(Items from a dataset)
+ + + +
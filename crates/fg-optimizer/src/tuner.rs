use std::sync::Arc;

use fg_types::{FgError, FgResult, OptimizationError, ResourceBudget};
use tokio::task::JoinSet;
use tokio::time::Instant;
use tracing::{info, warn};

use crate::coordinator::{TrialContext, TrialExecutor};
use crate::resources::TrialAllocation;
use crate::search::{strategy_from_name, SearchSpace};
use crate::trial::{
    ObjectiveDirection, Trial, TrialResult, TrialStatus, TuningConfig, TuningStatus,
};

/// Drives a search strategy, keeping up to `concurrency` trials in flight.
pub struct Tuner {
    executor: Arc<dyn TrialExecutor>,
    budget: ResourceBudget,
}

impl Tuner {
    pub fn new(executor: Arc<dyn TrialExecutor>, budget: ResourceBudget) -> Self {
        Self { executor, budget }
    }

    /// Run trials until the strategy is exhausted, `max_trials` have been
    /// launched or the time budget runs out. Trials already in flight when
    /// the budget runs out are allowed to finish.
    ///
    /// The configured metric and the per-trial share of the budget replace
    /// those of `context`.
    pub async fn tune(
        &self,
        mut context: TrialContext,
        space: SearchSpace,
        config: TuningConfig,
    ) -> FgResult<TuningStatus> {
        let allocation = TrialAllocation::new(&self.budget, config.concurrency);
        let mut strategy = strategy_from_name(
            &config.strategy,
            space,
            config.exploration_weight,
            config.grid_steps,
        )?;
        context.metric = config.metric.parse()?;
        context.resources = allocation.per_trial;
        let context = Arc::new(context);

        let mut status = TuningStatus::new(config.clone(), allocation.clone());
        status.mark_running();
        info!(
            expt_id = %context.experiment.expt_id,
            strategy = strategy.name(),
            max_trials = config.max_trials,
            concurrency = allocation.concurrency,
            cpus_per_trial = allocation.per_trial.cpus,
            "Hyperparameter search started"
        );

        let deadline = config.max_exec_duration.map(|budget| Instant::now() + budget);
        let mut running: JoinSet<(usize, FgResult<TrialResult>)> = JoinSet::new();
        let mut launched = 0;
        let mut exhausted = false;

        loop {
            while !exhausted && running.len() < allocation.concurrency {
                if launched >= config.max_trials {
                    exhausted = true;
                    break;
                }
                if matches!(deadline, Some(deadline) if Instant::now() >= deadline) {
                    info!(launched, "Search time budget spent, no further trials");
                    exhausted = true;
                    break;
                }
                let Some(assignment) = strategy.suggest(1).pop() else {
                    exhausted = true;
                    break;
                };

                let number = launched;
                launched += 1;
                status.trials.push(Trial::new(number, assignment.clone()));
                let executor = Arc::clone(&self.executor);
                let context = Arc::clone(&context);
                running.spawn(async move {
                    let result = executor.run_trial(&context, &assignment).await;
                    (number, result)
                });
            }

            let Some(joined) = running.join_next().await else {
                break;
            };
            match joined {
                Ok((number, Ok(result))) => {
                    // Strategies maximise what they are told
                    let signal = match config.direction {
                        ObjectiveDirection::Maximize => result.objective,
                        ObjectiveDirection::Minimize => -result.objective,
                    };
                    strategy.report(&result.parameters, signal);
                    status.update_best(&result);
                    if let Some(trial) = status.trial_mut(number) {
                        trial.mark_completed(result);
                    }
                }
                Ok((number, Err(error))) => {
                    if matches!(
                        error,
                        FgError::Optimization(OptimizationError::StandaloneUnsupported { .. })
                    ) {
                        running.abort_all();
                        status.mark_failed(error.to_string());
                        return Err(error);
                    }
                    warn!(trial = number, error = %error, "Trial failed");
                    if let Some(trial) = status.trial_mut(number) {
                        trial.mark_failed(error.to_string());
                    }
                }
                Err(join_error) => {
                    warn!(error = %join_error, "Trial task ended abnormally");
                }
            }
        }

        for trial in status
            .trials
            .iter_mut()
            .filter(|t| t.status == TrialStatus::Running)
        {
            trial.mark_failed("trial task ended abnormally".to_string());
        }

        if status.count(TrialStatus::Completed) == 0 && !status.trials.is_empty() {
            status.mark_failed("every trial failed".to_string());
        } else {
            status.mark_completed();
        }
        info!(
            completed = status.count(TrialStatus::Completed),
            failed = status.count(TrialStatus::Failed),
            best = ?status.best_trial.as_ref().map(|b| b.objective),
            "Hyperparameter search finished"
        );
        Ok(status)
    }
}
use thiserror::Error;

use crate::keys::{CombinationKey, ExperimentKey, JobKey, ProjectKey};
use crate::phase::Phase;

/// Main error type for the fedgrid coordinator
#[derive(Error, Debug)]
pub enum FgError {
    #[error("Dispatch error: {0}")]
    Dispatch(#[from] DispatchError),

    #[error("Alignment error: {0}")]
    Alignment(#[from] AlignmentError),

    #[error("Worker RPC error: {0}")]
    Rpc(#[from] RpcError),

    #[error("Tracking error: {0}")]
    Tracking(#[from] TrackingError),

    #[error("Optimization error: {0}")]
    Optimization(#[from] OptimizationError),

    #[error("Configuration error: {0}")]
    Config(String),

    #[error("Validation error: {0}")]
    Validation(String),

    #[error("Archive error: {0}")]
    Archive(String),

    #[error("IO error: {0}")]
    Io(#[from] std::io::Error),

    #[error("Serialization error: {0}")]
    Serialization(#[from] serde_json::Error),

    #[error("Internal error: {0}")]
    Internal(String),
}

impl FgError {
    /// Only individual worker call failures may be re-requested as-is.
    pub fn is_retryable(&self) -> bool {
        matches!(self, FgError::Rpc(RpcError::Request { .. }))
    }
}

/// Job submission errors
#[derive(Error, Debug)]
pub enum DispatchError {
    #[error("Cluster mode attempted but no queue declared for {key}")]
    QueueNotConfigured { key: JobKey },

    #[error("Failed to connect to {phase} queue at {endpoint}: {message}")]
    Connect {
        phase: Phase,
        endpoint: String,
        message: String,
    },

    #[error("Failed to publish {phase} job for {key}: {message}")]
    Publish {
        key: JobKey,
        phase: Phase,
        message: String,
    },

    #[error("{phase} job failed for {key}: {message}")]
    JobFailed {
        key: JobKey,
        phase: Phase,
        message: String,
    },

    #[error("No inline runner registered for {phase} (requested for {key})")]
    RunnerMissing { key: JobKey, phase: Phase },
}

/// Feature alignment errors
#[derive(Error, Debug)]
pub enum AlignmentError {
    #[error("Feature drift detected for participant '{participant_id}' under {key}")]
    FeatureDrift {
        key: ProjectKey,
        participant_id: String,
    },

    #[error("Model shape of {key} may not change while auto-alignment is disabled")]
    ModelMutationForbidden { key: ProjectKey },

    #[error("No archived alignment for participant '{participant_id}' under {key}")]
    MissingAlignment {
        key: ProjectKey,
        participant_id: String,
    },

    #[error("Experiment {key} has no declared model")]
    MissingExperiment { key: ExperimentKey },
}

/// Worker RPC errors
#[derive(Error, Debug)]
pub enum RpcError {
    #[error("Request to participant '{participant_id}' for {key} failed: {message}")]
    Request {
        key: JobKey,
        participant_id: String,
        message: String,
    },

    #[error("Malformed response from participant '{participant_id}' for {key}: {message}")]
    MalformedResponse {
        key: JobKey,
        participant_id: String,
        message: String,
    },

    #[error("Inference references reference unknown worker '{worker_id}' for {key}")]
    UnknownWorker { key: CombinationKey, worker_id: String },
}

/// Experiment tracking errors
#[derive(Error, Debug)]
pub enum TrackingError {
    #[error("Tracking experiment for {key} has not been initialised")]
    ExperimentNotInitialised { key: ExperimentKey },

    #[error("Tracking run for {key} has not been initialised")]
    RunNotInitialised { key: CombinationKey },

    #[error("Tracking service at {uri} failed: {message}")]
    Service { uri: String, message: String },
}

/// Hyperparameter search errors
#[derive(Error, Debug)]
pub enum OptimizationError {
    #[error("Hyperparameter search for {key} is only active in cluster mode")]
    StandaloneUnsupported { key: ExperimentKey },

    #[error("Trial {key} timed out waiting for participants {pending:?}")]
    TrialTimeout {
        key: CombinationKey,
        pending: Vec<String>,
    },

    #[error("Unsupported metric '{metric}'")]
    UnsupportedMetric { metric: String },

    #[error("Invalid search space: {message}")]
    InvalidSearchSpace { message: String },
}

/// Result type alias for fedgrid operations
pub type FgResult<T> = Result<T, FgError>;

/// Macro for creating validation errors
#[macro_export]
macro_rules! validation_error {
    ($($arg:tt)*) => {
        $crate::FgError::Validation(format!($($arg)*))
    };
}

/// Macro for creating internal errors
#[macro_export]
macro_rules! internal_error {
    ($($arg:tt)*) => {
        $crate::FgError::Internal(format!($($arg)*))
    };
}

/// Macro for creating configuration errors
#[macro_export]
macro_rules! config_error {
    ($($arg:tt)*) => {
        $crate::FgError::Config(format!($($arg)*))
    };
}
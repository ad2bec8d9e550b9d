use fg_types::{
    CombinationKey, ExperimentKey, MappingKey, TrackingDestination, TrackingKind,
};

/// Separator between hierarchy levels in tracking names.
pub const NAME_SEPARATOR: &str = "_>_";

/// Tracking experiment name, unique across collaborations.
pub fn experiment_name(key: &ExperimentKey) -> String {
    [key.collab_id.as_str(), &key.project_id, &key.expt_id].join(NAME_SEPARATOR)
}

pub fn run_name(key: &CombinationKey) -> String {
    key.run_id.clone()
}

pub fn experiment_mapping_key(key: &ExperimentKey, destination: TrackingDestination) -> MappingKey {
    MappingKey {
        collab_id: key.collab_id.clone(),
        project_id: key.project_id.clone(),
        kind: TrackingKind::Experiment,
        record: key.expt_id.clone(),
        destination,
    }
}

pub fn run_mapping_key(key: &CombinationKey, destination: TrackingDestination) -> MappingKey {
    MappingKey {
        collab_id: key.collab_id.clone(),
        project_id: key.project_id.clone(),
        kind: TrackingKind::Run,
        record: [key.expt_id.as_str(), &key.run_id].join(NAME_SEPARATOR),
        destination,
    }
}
+ + + +
_Work order_
The string "async" may appear on lines of the data above; give the number of those lines and nothing more.

_Result of the task_
2